There is thus no question that the trafficking protocol has been impactful. The more significant and difficult question is whether or not its effects have been positive or negative. Despite all the cash that has been pumped into anti-trafficking efforts, criminal prosecutions remain rare. Severe labour rights violations continue to be an everyday occurrence, with workers demonstrably no safer in the post-Palermo world. Migrants continue to be abused and deported. And, as regular readers of Beyond Trafficking and Slavery will know, anti-trafficking and ‘modern abolitionist’ interventions do not always have beneficial effects. Some are simply ineffective. Others do outright damage.
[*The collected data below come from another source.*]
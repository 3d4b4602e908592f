//! Security policy engine.
//!
//! Pure validation functions over resource identifiers and limits,
//! parameterized by a strictness mode and per-handler allow-lists. Checks
//! have no side effects and are safe to call speculatively; handlers
//! MUST invoke the relevant checks before any external process is spawned.
//!
//! # Modes
//!
//! | Mode       | Behavior                                                  |
//! |------------|-----------------------------------------------------------|
//! | permissive | every check passes                                        |
//! | moderate   | allow by default, reject a fixed deny-list (default mode) |
//! | strict     | allow only allow-set members; empty set rejects all       |

use crate::constants::{DENIED_PATH_PREFIXES, MAX_CPUS, MAX_DISK_GB, MAX_MEMORY_MB, MAX_PORT};
use crate::error::{Error, Result};
use serde::Deserialize;
use std::collections::HashSet;

/// Validation strictness applied to resource identifiers and limits.
#[derive(Debug, Clone, Copy, PartialEq, Eq, Default, Deserialize)]
#[serde(rename_all = "lowercase")]
pub enum SecurityMode {
    /// Every check passes.
    Permissive,
    /// Allow by default, reject the fixed deny-list.
    #[default]
    Moderate,
    /// Allow only values present in the corresponding allow-set.
    Strict,
}

impl std::fmt::Display for SecurityMode {
    fn fmt(&self, f: &mut std::fmt::Formatter<'_>) -> std::fmt::Result {
        match self {
            Self::Permissive => write!(f, "permissive"),
            Self::Moderate => write!(f, "moderate"),
            Self::Strict => write!(f, "strict"),
        }
    }
}

impl std::str::FromStr for SecurityMode {
    type Err = Error;

    fn from_str(s: &str) -> Result<Self> {
        match s {
            "permissive" => Ok(Self::Permissive),
            "moderate" => Ok(Self::Moderate),
            "strict" => Ok(Self::Strict),
            other => Err(Error::InvalidParameter {
                parameter: "securityMode".to_string(),
                value: other.to_string(),
            }),
        }
    }
}

/// Resource limits extracted from a create request, in canonical units.
#[derive(Debug, Clone, Copy, Default)]
pub struct ResourceLimits {
    /// Requested memory in MiB.
    pub memory_mb: Option<u64>,
    /// Requested CPU count.
    pub cpus: Option<u32>,
    /// Requested disk in GiB.
    pub disk_gb: Option<u64>,
}

/// Immutable per-handler security policy.
///
/// Built once during handler initialization from the handler's
/// recognized configuration options, then consulted before every spawn.
#[derive(Debug, Clone, Default)]
pub struct SecurityPolicy {
    mode: SecurityMode,
    allowed_images: HashSet<String>,
    allowed_templates: HashSet<String>,
    allowed_hosts: HashSet<String>,
    allowed_paths: HashSet<String>,
    allowed_volumes: HashSet<String>,
    /// Backend-specific ceilings; defaults come from [`crate::constants`].
    max_memory_mb: u64,
    max_cpus: u32,
    max_disk_gb: u64,
}

impl SecurityPolicy {
    /// Creates a policy in the given mode with default ceilings and empty
    /// allow-sets.
    pub fn new(mode: SecurityMode) -> Self {
        Self {
            mode,
            max_memory_mb: MAX_MEMORY_MB,
            max_cpus: MAX_CPUS,
            max_disk_gb: MAX_DISK_GB,
            ..Self::default()
        }
    }

    /// Returns the policy's mode.
    pub fn mode(&self) -> SecurityMode {
        self.mode
    }

    /// Replaces the image allow-set.
    pub fn with_allowed_images<I: IntoIterator<Item = String>>(mut self, names: I) -> Self {
        self.allowed_images = names.into_iter().collect();
        self
    }

    /// Replaces the template allow-set.
    pub fn with_allowed_templates<I: IntoIterator<Item = String>>(mut self, names: I) -> Self {
        self.allowed_templates = names.into_iter().collect();
        self
    }

    /// Replaces the host allow-set.
    pub fn with_allowed_hosts<I: IntoIterator<Item = String>>(mut self, names: I) -> Self {
        self.allowed_hosts = names.into_iter().collect();
        self
    }

    /// Replaces the path allow-set.
    pub fn with_allowed_paths<I: IntoIterator<Item = String>>(mut self, paths: I) -> Self {
        self.allowed_paths = paths.into_iter().collect();
        self
    }

    /// Replaces the volume host-path allow-set.
    pub fn with_allowed_volumes<I: IntoIterator<Item = String>>(mut self, paths: I) -> Self {
        self.allowed_volumes = paths.into_iter().collect();
        self
    }

    /// Overrides the backend-specific resource ceilings.
    pub fn with_ceilings(mut self, memory_mb: u64, cpus: u32, disk_gb: u64) -> Self {
        self.max_memory_mb = memory_mb;
        self.max_cpus = cpus;
        self.max_disk_gb = disk_gb;
        self
    }

    // =========================================================================
    // Pure checks
    // =========================================================================

    /// Validates a container image reference.
    pub fn validate_image(&self, name: &str) -> bool {
        match self.mode {
            SecurityMode::Permissive => true,
            SecurityMode::Moderate => true,
            SecurityMode::Strict => self.allowed_images.contains(name),
        }
    }

    /// Validates a machine/LXC template reference.
    pub fn validate_template(&self, name: &str) -> bool {
        match self.mode {
            SecurityMode::Permissive => true,
            SecurityMode::Moderate => true,
            SecurityMode::Strict => self.allowed_templates.contains(name),
        }
    }

    /// Validates a remote host name.
    pub fn validate_host(&self, name: &str) -> bool {
        match self.mode {
            SecurityMode::Permissive => true,
            SecurityMode::Moderate => true,
            SecurityMode::Strict => self.allowed_hosts.contains(name),
        }
    }

    /// Validates a host filesystem path used as a copy source/target.
    pub fn validate_path(&self, path: &str) -> bool {
        match self.mode {
            SecurityMode::Permissive => true,
            SecurityMode::Moderate => !Self::is_denied_path(path),
            SecurityMode::Strict => self.allowed_paths.contains(path),
        }
    }

    /// Validates a host path used as a volume mount source.
    pub fn validate_volume(&self, path: &str) -> bool {
        match self.mode {
            SecurityMode::Permissive => true,
            SecurityMode::Moderate => !Self::is_denied_path(path),
            SecurityMode::Strict => self.allowed_volumes.contains(path),
        }
    }

    /// Validates a port number in string form. Non-numeric ports are
    /// rejected outside permissive mode.
    pub fn validate_port_str(&self, port: &str) -> bool {
        if self.mode == SecurityMode::Permissive {
            return true;
        }
        match port.parse::<u32>() {
            Ok(n) => self.validate_port(n),
            Err(_) => false,
        }
    }

    /// Validates a numeric port. Moderate mode accepts the full valid
    /// range; strict mode rejects every port, since ports carry no
    /// allow-set that could grant one.
    pub fn validate_port(&self, port: u32) -> bool {
        match self.mode {
            SecurityMode::Permissive => true,
            SecurityMode::Moderate => port != 0 && port <= MAX_PORT,
            SecurityMode::Strict => false,
        }
    }

    /// Validates requested resource limits against the backend ceilings.
    pub fn validate_resource_limits(&self, limits: &ResourceLimits) -> bool {
        if self.mode == SecurityMode::Permissive {
            return true;
        }
        if let Some(mem) = limits.memory_mb {
            if mem > self.max_memory_mb {
                return false;
            }
        }
        if let Some(cpus) = limits.cpus {
            if cpus > self.max_cpus {
                return false;
            }
        }
        if let Some(disk) = limits.disk_gb {
            if disk > self.max_disk_gb {
                return false;
            }
        }
        true
    }

    fn is_denied_path(path: &str) -> bool {
        DENIED_PATH_PREFIXES.iter().any(|prefix| {
            path == *prefix || path.starts_with(&format!("{}/", prefix))
        })
    }

    // =========================================================================
    // Throwing wrappers
    // =========================================================================
    //
    // Handlers call these before building argument vectors; the error names
    // the offending value.
    // =========================================================================

    /// Checks an image reference, raising [`Error::PolicyViolation`] on failure.
    pub fn require_image(&self, name: &str) -> Result<()> {
        self.check(self.validate_image(name), "Image", name)
    }

    /// Checks a template reference.
    pub fn require_template(&self, name: &str) -> Result<()> {
        self.check(self.validate_template(name), "Template", name)
    }

    /// Checks a remote host name.
    pub fn require_host(&self, name: &str) -> Result<()> {
        self.check(self.validate_host(name), "Host", name)
    }

    /// Checks a host filesystem path.
    pub fn require_path(&self, path: &str) -> Result<()> {
        self.check(self.validate_path(path), "Path", path)
    }

    /// Checks a volume mount source path.
    pub fn require_volume(&self, path: &str) -> Result<()> {
        self.check(self.validate_volume(path), "Volume", path)
    }

    /// Checks a port number in string form.
    pub fn require_port(&self, port: &str) -> Result<()> {
        self.check(self.validate_port_str(port), "Port", port)
    }

    /// Checks requested resource limits.
    pub fn require_resource_limits(&self, limits: &ResourceLimits) -> Result<()> {
        if self.validate_resource_limits(limits) {
            Ok(())
        } else {
            Err(Error::PolicyViolation {
                subject: "Resource limits".to_string(),
                value: format!(
                    "memory={:?}MB cpus={:?} disk={:?}GB",
                    limits.memory_mb, limits.cpus, limits.disk_gb
                ),
            })
        }
    }

    fn check(&self, ok: bool, subject: &str, value: &str) -> Result<()> {
        if ok {
            Ok(())
        } else {
            Err(Error::PolicyViolation {
                subject: subject.to_string(),
                value: value.to_string(),
            })
        }
    }
}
The Palermo Protocols twentieth anniversary double feature
Anniversaries are a good time to take stock. Over the last year there have been many events focusing upon Palermo and its legacies, but these have too often taken the form of uncritical celebrations, rather than meaningful reflections. In this double feature we are planning to dive deeper. And when reflecting upon the legacies and effects of the Palermo protocol, there are two vital questions that stand out.
What is exploitation?
Our first question focuses upon the political, legal, and ethical challenges of drawing moral and legal lines between ‘acceptable’ and ‘unacceptable’ forms of exploitation under capitalism, a system in which profit is the primary goal. What ‘counts’ as exploitation in contexts where the deck is heavily stacked in favour of employers and against workers? If someone consents to work for poor wages and in bad conditions, is that the end of the matter? Should only the most extreme cases of abuse concern us? Or do we need to worry about the vulnerability inherent to all market life?
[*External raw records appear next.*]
//! # rexxrun
//!
//! **Provisioning and Remote-Execution Backends for a REXX Scripting Runtime**
//!
//! This crate lets REXX scripts provision isolated execution environments
//! and run script fragments inside them, through the language's ADDRESS
//! mechanism. A script says `ADDRESS PODMAN "create image=... name=..."`
//! and this crate parses the command, validates it against a security
//! policy, drives the backend CLI tool, and reports a structured result.
//!
//! # Architecture Overview
//!
//! ```text
//! ┌─────────────────────────────────────────────────────────────────────┐
//! │                            rexxrun                                  │
//! ├─────────────────────────────────────────────────────────────────────┤
//! │  ┌─────────────────────────────────────────────────────────────┐    │
//! │  │                  AddressHandler Trait                       │    │
//! │  │   initialize(config) → handle_message(command, context)     │    │
//! │  └─────────────────────────────────────────────────────────────┘    │
//! │                              │                                      │
//! │  ┌───────────────────────────┼───────────────────────────────┐      │
//! │  │                Shared Pipeline Per Operation              │      │
//! │  │  parse + interpolate → policy checks → capacity check →   │      │
//! │  │  process gateway → result translation → registry update   │      │
//! │  └───────────────────────────┼───────────────────────────────┘      │
//! ├─────────────────────────────────────────────────────────────────────┤
//! │                        Backend Handlers                             │
//! │ ┌────────────────┐ ┌───────────────┐ ┌──────────┐ ┌──────────────┐  │
//! │ │ContainerHandler│ │ NspawnHandler │ │ Proxmox  │ │ RemoteShell  │  │
//! │ │ podman/docker  │ │  machinectl   │ │   pct    │ │   ssh/scp    │  │
//! │ └────────────────┘ └───────────────┘ └──────────┘ └──────────────┘  │
//! └─────────────────────────────────────────────────────────────────────┘
//! ```
//!
//! Above the handlers, [`orchestrator::DeploymentOrchestrator`] composes a
//! container backend and a remote-shell backend behind backend-agnostic
//! deployment commands with retry and cleanup. Alongside them,
//! [`checkpoint`] carries progress messages and the library-resolution
//! protocol between a remotely-executing script and the host runtime.
//!
//! # Resource Lifecycle
//!
//! ```text
//!   ┌─────────┐  create   ┌─────────┐  start   ┌─────────┐
//!   │ (none)  │ ────────► │ Created │ ───────► │ Running │
//!   └─────────┘           └─────────┘          └────┬────┘
//!                              │                    │ stop
//!                              │ remove             ▼
//!                              │               ┌─────────┐
//!                              ▼               │ Stopped │
//!                        ┌───────────┐         └────┬────┘
//!                        │ Destroyed │ ◄────────────┘
//!                        └───────────┘    remove
//! ```
//!
//! Destroyed is terminal; the registry rejects further transitions.
//!
//! # Security Model
//!
//! Every externally-influenced value passes a [`policy::SecurityPolicy`]
//! check before any process is spawned:
//!
//! | Mode       | Images/Templates/Hosts | Paths              | Limits    |
//! |------------|------------------------|--------------------|-----------|
//! | permissive | anything               | anything           | unchecked |
//! | moderate   | anything               | deny-prefix list   | ceilings  |
//! | strict     | allow-list only        | allow-list only    | ceilings  |
//!
//! Backend tools are always invoked with direct argument vectors, never
//! through a shell, so command strings cannot inject into the host.
//!
//! # Example
//!
//! ```rust,ignore
//! use rexxrun::{AddressHandler, ContainerHandler, HandlerConfig, SystemGateway};
//! use std::collections::HashMap;
//! use std::sync::Arc;
//!
//! #[tokio::main]
//! async fn main() -> rexxrun::Result<()> {
//!     let mut handler = ContainerHandler::new(Arc::new(SystemGateway::new()));
//!     handler.initialize(HandlerConfig::default()).await?;
//!
//!     let ctx = HashMap::new();
//!     let created = handler
//!         .handle_message(r#"create image=debian:stable name=worker1"#, &ctx)
//!         .await?;
//!     println!("created: {}", created.get_str("containerId").unwrap_or("?"));
//!     Ok(())
//! }
//! ```

pub mod checkpoint;
pub mod command;
pub mod constants;
pub mod error;
pub mod handlers;
pub mod orchestrator;
pub mod policy;
pub mod process;
pub mod resource;

// Re-exports
pub use checkpoint::{ChannelTransport, CheckpointRouter, CheckpointTransport, LibraryResolver};
pub use command::{Command, VarContext};
pub use error::{Error, Result};
pub use handlers::{
    AddressHandler, ContainerHandler, HandlerConfig, NspawnHandler, ProxmoxHandler,
    RemoteShellHandler, Response,
};
pub use orchestrator::{DeploymentOrchestrator, OrchestratorConfig};
pub use policy::{SecurityMode, SecurityPolicy};
pub use process::{ExecSpec, ProcessGateway, ProcessResult, SystemGateway};
pub use resource::{BackendFlavor, ManagedResource, ResourceRegistry, ResourceStatus};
The trafficking protocol does a poor job of addressing this key question. Although it establishes exploitation as integral to the definition of trafficking, it doesn’t define exploitation itself, nor does it clarify where this begins or ends. We believe that this uncertainty contributes to all kinds of problems. There is a widespread tendency among policymakers and activists to approach exploitation in much the same way as pornography, where ‘you know it when you see it’. This results in a situation where the defining features of exploitation are more often assumed than analysed.
With this in mind, the goal of the first half of our double feature is to sharpen our understanding of this core concept. We have invited leading experts on law, philosophy, economics, and sociology to reflect on what exploitation looks like, how it has been and should be defined, what kinds of political and legal effects follow from different definitions, and what kind of role it should play within political activism and mobilisation. We do not expect to resolve this question once and for all, but asking it publicly and critically is essential.